▶ WHAT YOU SHOULD DO: Each line of the data must be copied exactly.

▶ EXERCISE MATERIALS:

//! Round Event Log - the permanent, append-only record of a run.

use serde::{Deserialize, Serialize};

use crate::types::{Action, Message, Transfer};

/// Balance of one agent at a snapshot.
#[derive(Debug, Clone, PartialEq, Eq, Serialize, Deserialize)]
pub struct AgentBalance {
    pub agent: String,
    pub balance: u64,
}

/// Everything one agent did in one round.
#[derive(Debug, Clone, PartialEq, Eq, Serialize, Deserialize)]
pub struct AgentActions {
    pub agent: String,

    /// Actions that passed validation and rate limiting
    pub allowed: Vec<Action>,

    /// Invalid or over-quota actions, with reasons
    pub rejected: Vec<Action>,
}

/// Snapshot of one closed round.
#[derive(Debug, Clone, PartialEq, Eq, Serialize, Deserialize)]
pub struct RoundSummary {
    pub round: u32,

    /// Balances after the start-of-round refresh, presentation order
    pub balances_before: Vec<AgentBalance>,

    /// Balances after the end-of-round refresh, presentation order
    pub balances_after: Vec<AgentBalance>,

    pub actions: Vec<AgentActions>,

    /// Every attempted transfer, applied or rejected, in execution order
    pub transfers: Vec<Transfer>,

    pub messages: Vec<Message>,

    /// Agents whose balance went from positive to zero this round
    pub newly_eliminated: Vec<String>,

    /// Agents whose decision query failed and were defaulted to PASS
    pub failed_queries: Vec<String>,
}

impl RoundSummary {
    pub fn total_before(&self) -> u64 {
        self.balances_before.iter().map(|b| b.balance).sum()
    }

    pub fn total_after(&self) -> u64 {
        self.balances_after.iter().map(|b| b.balance).sum()
    }

    pub fn applied_transfers(&self) -> impl Iterator<Item = &Transfer> {
        self.transfers.iter().filter(|t| t.is_applied())
    }

    /// Units moved by applied transfers this round.
    pub fn applied_volume(&self) -> u64 {
        self.applied_transfers().map(|t| t.amount).sum()
    }

    pub fn balance_after(&self, agent: &str) -> Option<u64> {
        self.balances_after
            .iter()
            .find(|b| b.agent == agent)
            .map(|b| b.balance)
    }
}

/// Append-only sequence of round summaries for one run.
#[derive(Debug, Clone, Default, PartialEq, Eq, Serialize, Deserialize)]
pub struct EventLog {
    rounds: Vec<RoundSummary>,
}

impl EventLog {
    pub fn new() -> Self {
        Self::default()
    }

    pub fn append(&mut self, summary: RoundSummary) {
        self.rounds.push(summary);
    }

    pub fn rounds(&self) -> &[RoundSummary] {
        &self.rounds
    }

    pub fn last(&self) -> Option<&RoundSummary> {
        self.rounds.last()
    }

    pub fn len(&self) -> usize {
        self.rounds.len()
    }

    pub fn is_empty(&self) -> bool {
        self.rounds.is_empty()
    }

    pub fn transfers(&self) -> impl Iterator<Item = &Transfer> {
        self.rounds.iter().flat_map(|r| r.transfers.iter())
    }

    pub fn messages(&self) -> impl Iterator<Item = &Message> {
        self.rounds.iter().flat_map(|r| r.messages.iter())
    }

    /// Balances after the last round, or empty if no round ran.
    pub fn final_balances(&self) -> &[AgentBalance] {
        self.rounds
            .last()
            .map(|r| r.balances_after.as_slice())
            .unwrap_or(&[])
    }
}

▶ RESPONSE AREA:
//! Round Event Log - the permanent, append-only record of a run.

use serde::{Deserialize, Serialize};

use crate::types::{Action, Message, Transfer};

/// Balance of one agent at a snapshot.
#[derive(Debug, Clone, PartialEq, Eq, Serialize, Deserialize)]
pub struct AgentBalance {
    pub agent: String,
    pub balance: u64,
}

/// Everything one agent did in one round.
#[derive(Debug, Clone, PartialEq, Eq, Serialize, Deserialize)]
pub struct AgentActions {
    pub agent: String,

    /// Actions that passed validation and rate limiting
    pub allowed: Vec<Action>,

    /// Invalid or over-quota actions, with reasons
    pub rejected: Vec<Action>,
}

/// Snapshot of one closed round.
#[derive(Debug, Clone, PartialEq, Eq, Serialize, Deserialize)]
pub struct RoundSummary {
    pub round: u32,

    /// Balances after the start-of-round refresh, presentation order
    pub balances_before: Vec<AgentBalance>,

    /// Balances after the end-of-round refresh, presentation order
    pub balances_after: Vec<AgentBalance>,

    pub actions: Vec<AgentActions>,

    /// Every attempted transfer, applied or rejected, in execution order
    pub transfers: Vec<Transfer>,

    pub messages: Vec<Message>,

    /// Agents whose balance went from positive to zero this round
    pub newly_eliminated: Vec<String>,

    /// Agents whose decision query failed and were defaulted to PASS
    pub failed_queries: Vec<String>,
}

impl RoundSummary {
    pub fn total_before(&self) -> u64 {
        self.balances_before.iter().map(|b| b.balance).sum()
    }

    pub fn total_after(&self) -> u64 {
        self.balances_after.iter().map(|b| b.balance).sum()
    }

    pub fn applied_transfers(&self) -> impl Iterator<Item = &Transfer> {
        self.transfers.iter().filter(|t| t.is_applied())
    }

    /// Units moved by applied transfers this round.
    pub fn applied_volume(&self) -> u64 {
        self.applied_transfers().map(|t| t.amount).sum()
    }

    pub fn balance_after(&self, agent: &str) -> Option<u64> {
        self.balances_after
            .iter()
            .find(|b| b.agent == agent)
            .map(|b| b.balance)
    }
}

/// Append-only sequence of round summaries for one run.
#[derive(Debug, Clone, Default, PartialEq, Eq, Serialize, Deserialize)]
pub struct EventLog {
    rounds: Vec<RoundSummary>,
}

impl EventLog {
    pub fn new() -> Self {
        Self::default()
    }

    pub fn append(&mut self, summary: RoundSummary) {
        self.rounds.push(summary);
    }

    pub fn rounds(&self) -> &[RoundSummary] {
        &self.rounds
    }

    pub fn last(&self) -> Option<&RoundSummary> {
        self.rounds.last()
    }

    pub fn len(&self) -> usize {
        self.rounds.len()
    }

    pub fn is_empty(&self) -> bool {
        self.rounds.is_empty()
    }

    pub fn transfers(&self) -> impl Iterator<Item = &Transfer> {
        self.rounds.iter().flat_map(|r| r.transfers.iter())
    }

    pub fn messages(&self) -> impl Iterator<Item = &Message> {
        self.rounds.iter().flat_map(|r| r.messages.iter())
    }

    /// Balances after the last round, or empty if no round ran.
    pub fn final_balances(&self) -> &[AgentBalance] {
        self.rounds
            .last()
            .map(|r| r.balances_after.as_slice())
            .unwrap_or(&[])
    }
}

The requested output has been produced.